* TASK PROMPT *
Write out every record below exactly as it appears.
Start of RECORDED DATA
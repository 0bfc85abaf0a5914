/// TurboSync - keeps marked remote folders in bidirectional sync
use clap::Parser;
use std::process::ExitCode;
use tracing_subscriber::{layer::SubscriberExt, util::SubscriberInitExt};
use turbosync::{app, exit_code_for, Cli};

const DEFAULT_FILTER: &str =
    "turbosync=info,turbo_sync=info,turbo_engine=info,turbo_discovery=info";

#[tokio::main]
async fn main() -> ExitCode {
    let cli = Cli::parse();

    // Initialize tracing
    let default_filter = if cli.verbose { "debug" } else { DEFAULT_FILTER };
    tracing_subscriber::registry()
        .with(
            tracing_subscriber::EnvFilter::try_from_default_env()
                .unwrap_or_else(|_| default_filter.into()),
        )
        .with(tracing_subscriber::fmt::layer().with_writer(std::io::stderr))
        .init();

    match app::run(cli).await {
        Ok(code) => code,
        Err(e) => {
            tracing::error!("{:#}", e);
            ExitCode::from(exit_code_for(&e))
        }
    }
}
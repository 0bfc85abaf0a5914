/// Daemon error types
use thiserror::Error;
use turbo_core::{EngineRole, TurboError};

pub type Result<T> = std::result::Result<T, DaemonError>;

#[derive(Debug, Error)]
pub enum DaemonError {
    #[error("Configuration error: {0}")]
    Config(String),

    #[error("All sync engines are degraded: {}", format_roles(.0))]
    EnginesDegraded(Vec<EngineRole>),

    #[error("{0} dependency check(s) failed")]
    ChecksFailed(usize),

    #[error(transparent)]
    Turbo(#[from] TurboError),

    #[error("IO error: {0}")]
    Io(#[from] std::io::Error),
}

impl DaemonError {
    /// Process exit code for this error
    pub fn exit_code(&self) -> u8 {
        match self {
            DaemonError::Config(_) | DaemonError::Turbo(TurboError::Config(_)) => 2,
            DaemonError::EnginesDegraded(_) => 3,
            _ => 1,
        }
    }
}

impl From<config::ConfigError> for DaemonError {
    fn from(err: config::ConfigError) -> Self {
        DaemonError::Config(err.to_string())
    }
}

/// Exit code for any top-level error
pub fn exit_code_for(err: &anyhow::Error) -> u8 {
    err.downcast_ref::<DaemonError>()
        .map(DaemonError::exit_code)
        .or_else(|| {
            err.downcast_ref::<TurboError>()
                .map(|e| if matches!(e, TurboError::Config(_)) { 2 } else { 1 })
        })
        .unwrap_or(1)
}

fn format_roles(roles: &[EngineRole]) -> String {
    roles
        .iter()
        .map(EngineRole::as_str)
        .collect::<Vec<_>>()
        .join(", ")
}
End of RECORDED DATA
* RESULT *
repository 0bfc85abaf0a5914
/// TurboSync - keeps marked remote folders in bidirectional sync
use clap::Parser;
use std::process::ExitCode;
use tracing_subscriber::{layer::SubscriberExt, util::SubscriberInitExt};
use turbosync::{app, exit_code_for, Cli};

const DEFAULT_FILTER: &str =
    "turbosync=info,turbo_sync=info,turbo_engine=info,turbo_discovery=info";

#[tokio::main]
async fn main() -> ExitCode {
    let cli = Cli::parse();

    // Initialize tracing
    let default_filter = if cli.verbose { "debug" } else { DEFAULT_FILTER };
    tracing_subscriber::registry()
        .with(
            tracing_subscriber::EnvFilter::try_from_default_env()
                .unwrap_or_else(|_| default_filter.into()),
        )
        .with(tracing_subscriber::fmt::layer().with_writer(std::io::stderr))
        .init();

    match app::run(cli).await {
        Ok(code) => code,
        Err(e) => {
            tracing::error!("{:#}", e);
            ExitCode::from(exit_code_for(&e))
        }
    }
}
repository 0bfc85abaf0a5914
/// Daemon error types
use thiserror::Error;
use turbo_core::{EngineRole, TurboError};

pub type Result<T> = std::result::Result<T, DaemonError>;

#[derive(Debug, Error)]
pub enum DaemonError {
    #[error("Configuration error: {0}")]
    Config(String),

    #[error("All sync engines are degraded: {}", format_roles(.0))]
    EnginesDegraded(Vec<EngineRole>),

    #[error("{0} dependency check(s) failed")]
    ChecksFailed(usize),

    #[error(transparent)]
    Turbo(#[from] TurboError),

    #[error("IO error: {0}")]
    Io(#[from] std::io::Error),
}

impl DaemonError {
    /// Process exit code for this error
    pub fn exit_code(&self) -> u8 {
        match self {
            DaemonError::Config(_) | DaemonError::Turbo(TurboError::Config(_)) => 2,
            DaemonError::EnginesDegraded(_) => 3,
            _ => 1,
        }
    }
}

impl From<config::ConfigError> for DaemonError {
    fn from(err: config::ConfigError) -> Self {
        DaemonError::Config(err.to_string())
    }
}

/// Exit code for any top-level error
pub fn exit_code_for(err: &anyhow::Error) -> u8 {
    err.downcast_ref::<DaemonError>()
        .map(DaemonError::exit_code)
        .or_else(|| {
            err.downcast_ref::<TurboError>()
                .map(|e| if matches!(e, TurboError::Config(_)) { 2 } else { 1 })
        })
        .unwrap_or(1)
}

fn format_roles(roles: &[EngineRole]) -> String {
    roles
        .iter()
        .map(EngineRole::as_str)
        .collect::<Vec<_>>()
        .join(", ")
}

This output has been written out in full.